• What this task involves
Below are the records; pull every line that includes "services".

------------------------------------------------------------------------

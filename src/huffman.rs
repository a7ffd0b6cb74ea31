//! Huffman Compression
//!
//! Static Huffman coding: symbol frequencies are counted once, a tree is built
//! by repeatedly joining the two least frequent nodes, and each symbol is replaced
//! by its path from the root (left is 0, right is 1).
//!
//! * Ties in the queue are broken by creation order, leaves first in symbol order,
//!   so identical input always gives an identical tree
//! * Input with a single distinct symbol gives a tree that is just a leaf, in which case
//!   every symbol is coded as one 0 bit
//! * The serialized form stores the frequency table rather than the tree, the reader
//!   rebuilds the same tree from it

use bit_vec::BitVec;
use std::cmp::Reverse;
use std::collections::BinaryHeap;
use std::io::{Cursor,Read,Write,Seek,SeekFrom};
use crate::{Coder,EncodedMessage,Error,DYNERR};

const NUM_SYMBOLS: usize = 256;

/// Options controlling compression
#[derive(Clone)]
pub struct Options {
    /// return error if file is larger
    pub max_file_size: u64
}

pub const STD_OPTIONS: Options = Options {
    max_file_size: u32::MAX as u64
};

/// Node of the code tree.  Internal nodes own both children, and their frequency
/// is the sum of the children's frequencies.
#[derive(Clone,Debug,PartialEq,Eq)]
pub enum Node {
    Leaf { symbol: u8, frequency: u64 },
    Internal { left: Box<Node>, right: Box<Node>, frequency: u64 }
}

impl Node {
    fn join(left: Node,right: Node) -> Self {
        Self::Internal {
            frequency: left.frequency() + right.frequency(),
            left: Box::new(left),
            right: Box::new(right)
        }
    }
    pub fn frequency(&self) -> u64 {
        match self {
            Self::Leaf { frequency, .. } => *frequency,
            Self::Internal { frequency, .. } => *frequency
        }
    }
    pub fn is_leaf(&self) -> bool {
        matches!(self,Self::Leaf { .. })
    }
    /// total number of nodes in the tree rooted here
    pub fn count(&self) -> usize {
        let mut ans = 0;
        let mut stack = vec![self];
        while let Some(node) = stack.pop() {
            ans += 1;
            if let Self::Internal { left, right, .. } = node {
                stack.push(left.as_ref());
                stack.push(right.as_ref());
            }
        }
        ans
    }
    /// frequency of each symbol as recorded in the leaves, indexed by symbol
    pub fn frequencies(&self) -> [u64;NUM_SYMBOLS] {
        let mut ans = [0;NUM_SYMBOLS];
        let mut stack = vec![self];
        while let Some(node) = stack.pop() {
            match node {
                Self::Leaf { symbol, frequency } => ans[*symbol as usize] = *frequency,
                Self::Internal { left, right, .. } => {
                    stack.push(left.as_ref());
                    stack.push(right.as_ref());
                }
            }
        }
        ans
    }
    /// Codeword for each symbol, indexed by symbol, `None` if the symbol is not in the tree.
    /// Depth first, with one path buffer that is cut back to the parent's depth before each step.
    pub fn codewords(&self) -> Vec<Option<BitVec>> {
        let mut ans: Vec<Option<BitVec>> = vec![None;NUM_SYMBOLS];
        if let Self::Leaf { symbol, .. } = self {
            ans[*symbol as usize] = Some(BitVec::from_elem(1,false));
            return ans;
        }
        let mut path = BitVec::new();
        let mut stack: Vec<(&Node,usize,Option<bool>)> = vec![(self,0,None)];
        while let Some((node,depth,step)) = stack.pop() {
            path.truncate(depth);
            if let Some(bit) = step {
                path.push(bit);
            }
            match node {
                Self::Leaf { symbol, .. } => ans[*symbol as usize] = Some(path.clone()),
                Self::Internal { left, right, .. } => {
                    stack.push((right.as_ref(),path.len(),Some(true)));
                    stack.push((left.as_ref(),path.len(),Some(false)));
                }
            }
        }
        ans
    }
}

/// Build the tree from a frequency table, `None` if every frequency is 0.
/// Queue entries are (frequency,creation order), the order indexes `slots` where
/// the waiting nodes are parked.
fn build_tree(freq: &[u64;NUM_SYMBOLS]) -> Option<Node> {
    let mut slots: Vec<Option<Node>> = Vec::new();
    let mut queue = BinaryHeap::new();
    for (symbol,&frequency) in freq.iter().enumerate() {
        if frequency > 0 {
            queue.push(Reverse((frequency,slots.len())));
            slots.push(Some(Node::Leaf { symbol: symbol as u8, frequency }));
        }
    }
    log::debug!("building tree from {} leaves",queue.len());
    loop {
        let Reverse((_,a)) = queue.pop()?;
        let left = slots[a].take()?;
        let b = match queue.pop() {
            Some(Reverse((_,b))) => b,
            None => return Some(left)
        };
        let right = slots[b].take()?;
        let parent = Node::join(left,right);
        queue.push(Reverse((parent.frequency(),slots.len())));
        slots.push(Some(parent));
    }
}
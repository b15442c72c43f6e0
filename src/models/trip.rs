//! Modelo de Trip
//!
//! Un trip pertenece a exactamente un booking y ocupa una ventana de tiempo
//! semiabierta [start, end). La ventana es inmutable una vez asignado el
//! trip; cambiarla requiere desasignar primero.

use chrono::{DateTime, Utc};
use rust_decimal::Decimal;
use serde::{Deserialize, Serialize};
use sqlx::FromRow;
use uuid::Uuid;

use crate::utils::errors::{AppError, AppResult};

/// Estado del trip - mapea al ENUM trip_status
#[derive(Debug, Clone, Copy, PartialEq, Eq, Serialize, Deserialize, sqlx::Type)]
#[sqlx(type_name = "trip_status", rename_all = "lowercase")]
#[serde(rename_all = "SCREAMING_SNAKE_CASE")]
pub enum TripStatus {
    Scheduled,
    Assigned,
    Ongoing,
    Completed,
    Cancelled,
}

impl TripStatus {
    /// COMPLETED y CANCELLED son terminales: ninguna transición sale de ellos.
    pub fn is_terminal(&self) -> bool {
        matches!(self, TripStatus::Completed | TripStatus::Cancelled)
    }

    /// Estados en los que el trip ocupa a su driver/vehicle.
    pub fn occupies_resources(&self) -> bool {
        matches!(self, TripStatus::Assigned | TripStatus::Ongoing)
    }

    pub fn as_str(&self) -> &'static str {
        match self {
            TripStatus::Scheduled => "SCHEDULED",
            TripStatus::Assigned => "ASSIGNED",
            TripStatus::Ongoing => "ONGOING",
            TripStatus::Completed => "COMPLETED",
            TripStatus::Cancelled => "CANCELLED",
        }
    }
}

/// Ventana de tiempo semiabierta [start, end)
#[derive(Debug, Clone, Copy, PartialEq, Eq, Serialize, Deserialize)]
pub struct TimeWindow {
    pub start: DateTime<Utc>,
    pub end: DateTime<Utc>,
}

impl TimeWindow {
    pub fn new(start: DateTime<Utc>, end: DateTime<Utc>) -> AppResult<Self> {
        if start >= end {
            return Err(AppError::ValidationError(format!(
                "time window start ({}) must be before end ({})",
                start, end
            )));
        }
        Ok(Self { start, end })
    }

    /// Test de solapamiento para ventanas semiabiertas:
    /// `a.start < b.end && a.end > b.start`
    pub fn overlaps(&self, other: &TimeWindow) -> bool {
        self.start < other.end && self.end > other.start
    }

    /// ¿La ventana cubre el instante dado?
    pub fn covers(&self, instant: DateTime<Utc>) -> bool {
        self.start <= instant && instant < self.end
    }
}

/// Trip principal - mapea a la tabla trips
#[derive(Debug, Clone, Serialize, Deserialize, FromRow)]
pub struct Trip {
    pub id: Uuid,
    pub booking_id: Uuid,
    pub branch_id: Uuid,
    pub start_location: String,
    pub end_location: String,
    pub window_start: DateTime<Utc>,
    pub window_end: DateTime<Utc>,
    pub distance_km: Decimal,
    pub required_category_id: Uuid,
    pub status: TripStatus,
    pub created_at: DateTime<Utc>,
    pub version: i64,
}

impl Trip {
    /// Ventana del trip. Las filas persistidas siempre cumplen start < end
    /// (validado al crear el trip), así que no repetimos la validación aquí.
    pub fn window(&self) -> TimeWindow {
        TimeWindow {
            start: self.window_start,
            end: self.window_end,
        }
    }
}

#[cfg(test)]
mod tests {
    use super::*;
    use chrono::TimeZone;

    fn at(hour: u32) -> DateTime<Utc> {
        Utc.with_ymd_and_hms(2025, 3, 14, hour, 0, 0).unwrap()
    }

    #[test]
    fn window_rejects_inverted_bounds() {
        assert!(TimeWindow::new(at(11), at(9)).is_err());
        assert!(TimeWindow::new(at(9), at(9)).is_err());
        assert!(TimeWindow::new(at(9), at(11)).is_ok());
    }

    #[test]
    fn overlap_is_half_open() {
        let morning = TimeWindow::new(at(9), at(11)).unwrap();
        let late = TimeWindow::new(at(10), at(12)).unwrap();
        let adjacent = TimeWindow::new(at(11), at(13)).unwrap();

        assert!(morning.overlaps(&late));
        assert!(late.overlaps(&morning));
        // [9,11) y [11,13) comparten solo el límite: no hay conflicto
        assert!(!morning.overlaps(&adjacent));
        assert!(!adjacent.overlaps(&morning));
    }

    #[test]
    fn covers_excludes_end() {
        let w = TimeWindow::new(at(9), at(11)).unwrap();
        assert!(w.covers(at(9)));
        assert!(w.covers(at(10)));
        assert!(!w.covers(at(11)));
    }

    #[test]
    fn terminal_states() {
        assert!(TripStatus::Completed.is_terminal());
        assert!(TripStatus::Cancelled.is_terminal());
        assert!(!TripStatus::Assigned.is_terminal());
        assert!(TripStatus::Assigned.occupies_resources());
        assert!(TripStatus::Ongoing.occupies_resources());
        assert!(!TripStatus::Scheduled.occupies_resources());
    }
}
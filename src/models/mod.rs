//! Modelos del sistema
//!
//! Este módulo contiene las entidades del subsistema de despacho. Las
//! relaciones se expresan por referencia de ID y se cargan de forma
//! explícita por los repositorios (sin grafos de objetos perezosos).

pub mod assignment;
pub mod booking;
pub mod caller;
pub mod driver;
pub mod incident;
pub mod trip;
pub mod vehicle;
use crate::config::environment::EnvironmentConfig;
use crate::dto::dispatch_dto::{AssignRequest, AssignedTripInfo, AssignmentOutcome};
use crate::models::assignment::{Assignment, BusyWindow};
use crate::models::booking::{Booking, BookingStatus};
use crate::models::caller::CallerContext;
use crate::models::driver::{Driver, DriverStatus};
use crate::models::trip::{Trip, TripStatus};
use crate::models::vehicle::{Vehicle, VehicleCategory, VehicleStatus};
use crate::repositories::assignment_repository::{
    AssignmentCommit, AssignmentRepository, CommitFailure,
};
use crate::repositories::booking_repository::BookingRepository;
use crate::repositories::driver_repository::DriverRepository;
use crate::repositories::trip_repository::TripRepository;
use crate::repositories::vehicle_repository::VehicleRepository;
use crate::services::availability_service::find_blocking_trip;
use crate::services::notification_service::DispatchNotifier;
use crate::utils::errors::{AppError, AppResult};
use crate::utils::validation::{require_not_empty, require_not_empty_list};

/// Valores de política que condicionan la asignación.
#[derive(Debug, Clone, Copy)]
pub struct DispatchPolicy {
    pub min_deposit_ratio: Decimal,
    pub allow_cross_branch: bool,
}

/// Snapshot cargado deliberadamente para validar una asignación. Sin
/// grafos perezosos: todo lo que la validación necesita está aquí.
pub struct AssignmentSnapshot {
    pub booking: Booking,
    /// Trips solicitados, en orden de request y sin duplicados.
    pub trips: Vec<Trip>,
    pub driver: Driver,
    pub vehicle: Vehicle,
    pub vehicle_category: VehicleCategory,
    pub driver_busy: Vec<BusyWindow>,
    pub vehicle_busy: Vec<BusyWindow>,
    pub active_assignments: HashMap<Uuid, Assignment>,
}

/// Resultado de la validación: qué trips se confirman y cuáles ya tenían
/// exactamente este emparejamiento (no-op idempotente).
#[derive(Debug)]
pub struct AssignmentPlan {
    pub to_assign: Vec<Uuid>,
    pub already_current: Vec<Uuid>,
}

/// Validación completa de la asignación. Función pura: el mismo snapshot
/// produce siempre el mismo veredicto.
pub fn validate_assignment(
    snapshot: &AssignmentSnapshot,
    policy: &DispatchPolicy,
) -> AppResult<AssignmentPlan> {
    if snapshot.trips.is_empty() {
        return Err(AppError::ValidationError(
            "trip_ids must not be empty".to_string(),
        ));
    }

    let booking = &snapshot.booking;
    if !booking.dispatch_eligible(policy.min_deposit_ratio) {
        let detail = if !matches!(
            booking.status,
            BookingStatus::Confirmed | BookingStatus::InProgress
        ) {
            format!(
                "booking {} is not confirmed (status {:?})",
                booking.id, booking.status
            )
        } else {
            format!(
                "booking {} deposit ratio {} is below the required {}",
                booking.id,
                booking.deposit_ratio().round_dp(2),
                policy.min_deposit_ratio
            )
        };
        return Err(AppError::TripNotDispatchable(detail));
    }

    let driver = &snapshot.driver;
    if matches!(driver.status, DriverStatus::Inactive | DriverStatus::DayOff) {
        return Err(AppError::ValidationError(format!(
            "driver {} cannot be dispatched (status {:?})",
            driver.id, driver.status
        )));
    }

    let vehicle = &snapshot.vehicle;
    if matches!(
        vehicle.status,
        VehicleStatus::Maintenance | VehicleStatus::Inactive
    ) {
        return Err(AppError::ValidationError(format!(
            "vehicle {} cannot be dispatched (status {:?})",
            vehicle.id, vehicle.status
        )));
    }

    let mut plan = AssignmentPlan {
        to_assign: Vec::new(),
        already_current: Vec::new(),
    };
    let mut planned_windows: Vec<(Uuid, crate::models::trip::TimeWindow)> = Vec::new();

    for trip in &snapshot.trips {
        if trip.booking_id != booking.id {
            return Err(AppError::ValidationError(format!(
                "trip {} does not belong to booking {}",
                trip.id, booking.id
            )));
        }

        // Idempotencia: si el emparejamiento vigente ya es exactamente
        // este, el trip no se toca
        if let Some(active) = snapshot.active_assignments.get(&trip.id) {
            if active.matches_pair(driver.id, vehicle.id) {
                plan.already_current.push(trip.id);
                continue;
            }
        }

        if trip.status != TripStatus::Scheduled {
            return Err(AppError::TripNotDispatchable(format!(
                "trip {} is in {} status; unassign it first",
                trip.id,
                trip.status.as_str()
            )));
        }

        if vehicle.category_id != trip.required_category_id {
            return Err(AppError::CategoryMismatch(format!(
                "vehicle {} is not of the category required by trip {}",
                vehicle.license_plate, trip.id
            )));
        }

        if !driver.can_drive_seats(snapshot.vehicle_category.seats) {
            return Err(AppError::LicenseIncompatible(format!(
                "license class {} does not cover a {}-seat vehicle",
                driver.license_class, snapshot.vehicle_category.seats
            )));
        }
        if !driver.license_valid_on(trip.window_start.date_naive()) {
            return Err(AppError::LicenseIncompatible(format!(
                "driver {} license expired on {}",
                driver.id, driver.license_expiry
            )));
        }

        if driver.branch_id != trip.branch_id && !driver.cross_branch && !policy.allow_cross_branch
        {
            return Err(AppError::ValidationError(format!(
                "driver {} belongs to another branch and cross-branch dispatch is not allowed",
                driver.id
            )));
        }
        if vehicle.branch_id != trip.branch_id
            && !vehicle.cross_branch
            && !policy.allow_cross_branch
        {
            return Err(AppError::ValidationError(format!(
                "vehicle {} belongs to another branch and cross-branch dispatch is not allowed",
                vehicle.id
            )));
        }

        let window = trip.window();
        if let Some(blocking) = find_blocking_trip(&snapshot.driver_busy, &window) {
            return Err(AppError::ResourceConflict {
                resource: format!("driver {}", driver.id),
                blocking_trip_id: blocking,
            });
        }
        if let Some(blocking) = find_blocking_trip(&snapshot.vehicle_busy, &window) {
            return Err(AppError::ResourceConflict {
                resource: format!("vehicle {}", vehicle.id),
                blocking_trip_id: blocking,
            });
        }

        // Los trips del propio lote también compiten entre sí por el
        // mismo conductor y vehículo
        if let Some((other_id, _)) = planned_windows
            .iter()
            .find(|(_, other)| other.overlaps(&window))
        {
            return Err(AppError::ResourceConflict {
                resource: format!("driver {}", driver.id),
                blocking_trip_id: *other_id,
            });
        }

        planned_windows.push((trip.id, window));
        plan.to_assign.push(trip.id);
    }

    Ok(plan)
}

pub struct DispatchService {
    bookings: BookingRepository,
    trips: TripRepository,
    drivers: DriverRepository,
    vehicles: VehicleRepository,
    assignments: AssignmentRepository,
    config: EnvironmentConfig,
    notifier: Arc<dyn DispatchNotifier>,
}
use chrono::{DateTime, Utc};
use sqlx::PgPool;
use uuid::Uuid;

use crate::models::incident::{Incident, IncidentSeverity, ResolutionAction};
use crate::utils::errors::{not_found_error, AppError, AppResult};

pub struct IncidentRepository {
    pool: PgPool,
}

impl IncidentRepository {
    pub fn new(pool: PgPool) -> Self {
        Self { pool }
    }

    pub async fn create(
        &self,
        trip_id: Uuid,
        driver_id: Uuid,
        description: String,
        severity: IncidentSeverity,
    ) -> AppResult<Incident> {
        let incident = sqlx::query_as::<_, Incident>(
            r#"
            INSERT INTO trip_incidents
                (id, trip_id, driver_id, description, severity, reported_at, resolved)
            VALUES ($1, $2, $3, $4, $5, $6, FALSE)
            RETURNING *
            "#,
        )
        .bind(Uuid::new_v4())
        .bind(trip_id)
        .bind(driver_id)
        .bind(description)
        .bind(severity)
        .bind(Utc::now())
        .fetch_one(&self.pool)
        .await
        .map_err(|e| AppError::DatabaseError(format!("Error creating incident: {}", e)))?;

        Ok(incident)
    }

    pub async fn find_by_id(&self, id: Uuid) -> AppResult<Option<Incident>> {
        let incident = sqlx::query_as::<_, Incident>(
            "SELECT * FROM trip_incidents WHERE id = $1",
        )
        .bind(id)
        .fetch_optional(&self.pool)
        .await
        .map_err(|e| AppError::DatabaseError(format!("Error finding incident: {}", e)))?;

        Ok(incident)
    }

    pub async fn get_by_id(&self, id: Uuid) -> AppResult<Incident> {
        self.find_by_id(id)
            .await?
            .ok_or_else(|| not_found_error("Incident", id))
    }

    pub async fn find_open_by_trip(&self, trip_id: Uuid) -> AppResult<Vec<Incident>> {
        let incidents = sqlx::query_as::<_, Incident>(
            "SELECT * FROM trip_incidents WHERE trip_id = $1 AND resolved = FALSE ORDER BY reported_at",
        )
        .bind(trip_id)
        .fetch_all(&self.pool)
        .await
        .map_err(|e| AppError::DatabaseError(format!("Error listing incidents: {}", e)))?;

        Ok(incidents)
    }

    pub async fn resolve(
        &self,
        id: Uuid,
        action: ResolutionAction,
        note: Option<String>,
        resolved_at: DateTime<Utc>,
    ) -> AppResult<Incident> {
        let incident = sqlx::query_as::<_, Incident>(
            r#"
            UPDATE trip_incidents
            SET resolved = TRUE,
                resolution_action = $2,
                resolution_note = $3,
                resolved_at = $4
            WHERE id = $1 AND resolved = FALSE
            RETURNING *
            "#,
        )
        .bind(id)
        .bind(action)
        .bind(note)
        .bind(resolved_at)
        .fetch_optional(&self.pool)
        .await
        .map_err(|e| AppError::DatabaseError(format!("Error resolving incident: {}", e)))?;

        incident.ok_or_else(|| {
            AppError::InvalidTransition(format!("incident {} is already resolved", id))
        })
    }
}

------------------------------------------------------------------------

• Written reply
use crate::services::availability_service::find_blocking_trip;
use crate::services::notification_service::DispatchNotifier;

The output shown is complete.